[dpdk-dev] [PATCH v7 1/2] eal: add uevent monitor for hot plug

Matan Azrad matan at mellanox.com
Mon Jan 8 09:14:20 CET 2018


Hi Guo
I answered for the 2 threads here. 

 From: Guo, Jia, Monday, January 8, 2018 7:27 AM
> On 1/3/2018 1:02 AM, Matan Azrad wrote:
> > Hi Jeff
> >
> > Maybe I'm touching in previous discussions but please see some
> comments\questions.
> >
> > From: Jeff Guo:
> >> This patch aim to add a general uevent mechanism in eal device layer,
> >> to enable all linux kernel object hot plug monitoring, so user could use
> these
> >> APIs to monitor and read out the device status info that sent from the
> kernel
> >> side, then corresponding to handle it, such as detach or attach the
> >> device, and even benefit to use it to do smoothly fail safe work.
> >>
> >> 1) About uevent monitoring:
> >> a: add one epolling to poll the netlink socket, to monitor the uevent of
> >>     the device, add device_state in struct of rte_device, to identify the
> >>     device state machine.
> >> b: add enum of rte_eal_dev_event_type and struct of rte_eal_uevent.
> >> c: add below API in rte eal device common layer.
> >>     rte_eal_dev_monitor_enable
> >>     rte_dev_callback_register
> >>     rte_dev_callback_unregister
> >>     _rte_dev_callback_process
> >>     rte_dev_monitor_start
> >>     rte_dev_monitor_stop
> >>
> >> 2) About failure handler, use pci uio for example,
> >>     add pci_remap_device in bus layer and below function to process it:
> >>     rte_pci_remap_device
> >>     pci_uio_remap_resource
> >>     pci_map_private_resource
> >>     add rte_pci_dev_bind_driver to bind pci device with explicit driver.
> >>
> >> Signed-off-by: Jeff Guo <jia.guo at intel.com>
<snip>
> >> +		user_cb->cb_arg = cb_arg;
> >> +		user_cb->event = event;
> >> +		if (event == RTE_EAL_DEV_EVENT_ADD)
> >> +			dev_add_cb = user_cb;
> > Only one dpdk entity can register to ADD callback?
> >
> > I suggest to add option to register all devices maybe by using dummy
> device which will include all the "ALL_DEVICES"  callbacks per event.
> > All means past, present and future devices, by this way 1 callback can be
> called for all the devices and more than one dpdk entity could register to  an
> ADD\NEW event.
> > What's about NEW instead of ADD?
> >
> > I also suggest to add the device pointer as a parameter to the
> callback(which will be managed by EAL).
> if you talk about dev_add_cb, the add means device add not cb add, if
> you talk about dev event type, the ADD type is consistent with the type
> form kernel side, anyway could be find a better.

I'm talking about next:
1. dev_add_cb can hold only 1 callback, why? Can't 2 callbacks to be registered to RTE_EAL_DEV_EVENT_ADD event? (actually there is memory leak in this case)
2. Suggestion to register same callback to "all" devices by 1 call.
3. Suggestion to add parameter for the callback functions - the device pointer. 
4. Suggestion to change name from RTE_EAL_DEV_EVENT_ADD to RTE_EAL_DEV_EVENT_NEW.
5. Clue how to implement 1,2 by dummy device.

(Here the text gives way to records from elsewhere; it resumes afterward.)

pub mod aggregate;
pub mod config;
pub mod error;
pub mod filter;
pub mod join;
pub mod loader;
pub mod metrics;
pub mod output;
pub mod pipeline;
pub mod site;
pub mod table;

> but for 1 callback for all device, it is make sense , i will think about that.
> >> +		else
> >> +			TAILQ_INSERT_TAIL(&(device->uev_cbs), user_cb,
> >> next);
> >> +	}
> >> +
> >> +	rte_spinlock_unlock(&rte_dev_cb_lock);
> >> +	return 0;
> >> +}
<snip>
> >> +int
> >> +_rte_dev_callback_process(struct rte_device *device,
> >> +			enum rte_eal_dev_event_type event,
> >> +			void *cb_arg, void *ret_param)
> >> +{
> >> +	struct rte_eal_dev_callback dev_cb;
> >> +	struct rte_eal_dev_callback *cb_lst;
> >> +	int rc = 0;
> >> +
> >> +	rte_spinlock_lock(&rte_dev_cb_lock);
> >> +	if (event == RTE_EAL_DEV_EVENT_ADD) {
> >> +		if (cb_arg != NULL)
> >> +			dev_add_cb->cb_arg = cb_arg;
> >> +
> >> +		if (ret_param != NULL)
> >> +			dev_add_cb->ret_param = ret_param;
> >> +
> >> +		rte_spinlock_unlock(&rte_dev_cb_lock);
> > Can't someone free it when it running?
> > I suggest to  keep the lock locked.
> > Callbacks are not allowed to use this mechanism to prevent deadlock.
> seems it would bring some deadlock here, let's check it more.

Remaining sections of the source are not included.